A Threat to Brand Value
One of the most sensitive branding issues in sports is use of team nicknames and other branding elements that contain Native American references or imagery. Brands like the Atlanta  Braves, Cleveland Indians, and Washington Redskins have a heritage that predates recent debates about the acceptability of their brand names. The debate has not been limited to professional sports. The NCAA addressed the issue by calling on its members whose teams had nicknames with Native American references to change or be prohibited from competing in NCAA championship events (with exceptions made in cases in which a Native American nickname had historical relevance to the institution).

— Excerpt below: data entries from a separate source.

use crate::error::ParseError;

/// A lexical token with its byte offset in the input.
#[derive(Debug, Clone, PartialEq)]
pub(crate) struct Spanned {
    pub(crate) token: Token,
    pub(crate) pos: usize,
}

#[derive(Debug, Clone, PartialEq)]
pub(crate) enum Token {
    Num(f64),
    Ident(String),
    Plus,
    Minus,
    Star,
    Slash,
    Caret,
    LParen,
    RParen,
}

/// Splits the input into tokens, skipping whitespace.
///
/// Numbers are decimal with an optional fraction and optional `e`/`E`
/// exponent. Identifiers are ASCII-alphabetic runs; the parser decides
/// whether one names the variable, a constant, or a function.
pub(crate) fn tokenize(input: &str) -> Result<Vec<Spanned>, ParseError> {
    let mut tokens = Vec::new();
    let mut chars = input.char_indices().peekable();

    while let Some(&(pos, ch)) = chars.peek() {
        match ch {
            c if c.is_whitespace() => {
                chars.next();
            }
            '+' | '-' | '*' | '/' | '^' | '(' | ')' => {
                chars.next();
                let token = match ch {
                    '+' => Token::Plus,
                    '-' => Token::Minus,
                    '*' => Token::Star,
                    '/' => Token::Slash,
                    '^' => Token::Caret,
                    '(' => Token::LParen,
                    _ => Token::RParen,
                };
                tokens.push(Spanned { token, pos });
            }
            c if c.is_ascii_digit() || c == '.' => {
                let mut end = pos;
                let mut saw_digit = false;
                while let Some(&(p, c)) = chars.peek() {
                    if c.is_ascii_digit() || c == '.' {
                        saw_digit |= c.is_ascii_digit();
                        end = p + c.len_utf8();
                        chars.next();
                    } else {
                        break;
                    }
                }
                // Optional exponent, only if followed by a valid suffix.
                let exponent = matches!(
                    chars.peek(),
                    Some(&(p, c)) if saw_digit
                        && (c == 'e' || c == 'E')
                        && has_exponent_suffix(&input[p..])
                );
                if exponent {
                    chars.next();
                    if matches!(chars.peek(), Some(&(_, '+')) | Some(&(_, '-'))) {
                        chars.next();
                    }
                    while let Some(&(p, c)) = chars.peek() {
                        if c.is_ascii_digit() {
                            end = p + c.len_utf8();
                            chars.next();
                        } else {
                            break;
                        }
                    }
                }
                let text = &input[pos..end];
                let value: f64 = text
                    .parse()
                    .map_err(|_| ParseError::InvalidNumber { pos })?;
                tokens.push(Spanned {
                    token: Token::Num(value),
                    pos,
                });
            }
            c if c.is_ascii_alphabetic() => {
                let mut end = pos;
                while let Some(&(p, c)) = chars.peek() {
                    if c.is_ascii_alphanumeric() {
                        end = p + c.len_utf8();
                        chars.next();
                    } else {
                        break;
                    }
                }
                tokens.push(Spanned {
                    token: Token::Ident(input[pos..end].to_string()),
                    pos,
                });
            }
            _ => return Err(ParseError::UnexpectedChar { ch, pos }),
        }
    }

    Ok(tokens)
}

/// True if the input starts with `e`/`E` followed by a digit-bearing
/// exponent, so `2e3` lexes as one number while `2e` stays `2 * e`.
fn has_exponent_suffix(rest: &str) -> bool {
    let mut chars = rest.chars();
    let _ = chars.next();
    match chars.next() {
        Some(c) if c.is_ascii_digit() => true,
        Some('+') | Some('-') => chars.next().is_some_and(|c| c.is_ascii_digit()),
        _ => false,
    }
}
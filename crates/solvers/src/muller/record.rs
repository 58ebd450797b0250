/// One Muller iteration: the three-point window, the fitted quadratic's
/// coefficients, and the new estimate.
#[derive(Debug, Clone, Copy, PartialEq)]
pub struct Record {
    /// 1-based iteration number.
    pub iteration: usize,

    /// Oldest window point.
    pub x0: f64,

    /// Middle window point.
    pub x1: f64,

    /// Newest window point.
    pub x2: f64,

    /// `f(x0)`.
    pub fx0: f64,

    /// `f(x1)`.
    pub fx1: f64,

    /// `f(x2)`.
    pub fx2: f64,

    /// `x1 − x0`.
    pub h1: f64,

    /// `x2 − x1`.
    pub h2: f64,

    /// Divided difference over `[x0, x1]`.
    pub d1: f64,

    /// Divided difference over `[x1, x2]`.
    pub d2: f64,

    /// Quadratic coefficient `(d2 − d1) / (h2 + h1)`.
    pub a: f64,

    /// Linear coefficient `a·h2 + d2`.
    pub b: f64,

    /// Constant coefficient `f(x2)`.
    pub c: f64,

    /// Estimate leaving the iteration.
    pub x: f64,

    /// `|x − x0| / |x| × 100` against the oldest window point, absent on
    /// the first iteration.
    pub relative_error: Option<f64>,
}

To this point, the general position taken by professional sports leagues and teams on the issue is "we hear you, but we are not changing." That stance could be threatened as members of Congress have joined in with certain special interest groups calling for elimination of the use of Native American nicknames that contain negative imagery. The Washington Redskins in particular have been the target of calls for change on this issue. Many sportswriters and media outlets have indicated they will no longer refer to the Redskins in their coverage of the Washington NFL team.

A Complicated Issue
Although current attitudes and publicity about the suitability of Native American nicknames in sports suggests the time is right for change, eliminating brands like Redskins is easier said than done. An article written by John Rowady, founder and president of sports marketing agency rEvolution, explains that a name change would be a more complicated matter than it appears. One issue is the cost to implement a team re-branding effort. It is estimated that a complete re-branding of a team like the Washington Redskins could cost $15 million. A second issue is how a re-brand would affect relationships with stakeholders, most notably sponsors and fans. Rowady cites in his article that a survey of Washington Redskins fans found overwhelming support for keeping the current name. Likewise, sponsors partner with a team to associate their brand with the team brand. What if the team brand changes drastically and no longer has appeal for a sponsor? The point Rowady makes in his article is that the cost to re-brand the Washington Redskins would likely be greater than the costs of new logo development, signage, and marketing campaigns.

What is a Brand?
In Chapter 5 of Sports Marketing, four roles of a brand are described:

  1. Identity
  2. Image
  3. Promise
  4. Relationship
The first two roles of a brand are more obvious and the focal points in the discussion of whether teams like the Washington Redskins should re-brand. However, the latter two roles of a brand should factor into consideration of whether re-branding should occur. A brand makes promises, some explicit and many that are implicit. For a pro sports team brand, implicit promises could include "good community citizen," "caring," and "socially responsible." A team must evaluate its brand against the promises it makes to determine if it is delivering on those promises. Also, brands serve as connectors with customers and other stakeholders to form relationships. If a brand is too controversial or has negative associations it can have the unintended effect of  turning off the very people, groups, or companies with which it wants to have long term relationships.

Should the Washington Redskins, Atlanta Braves, and Cleveland Indians re-brand? Why or why not?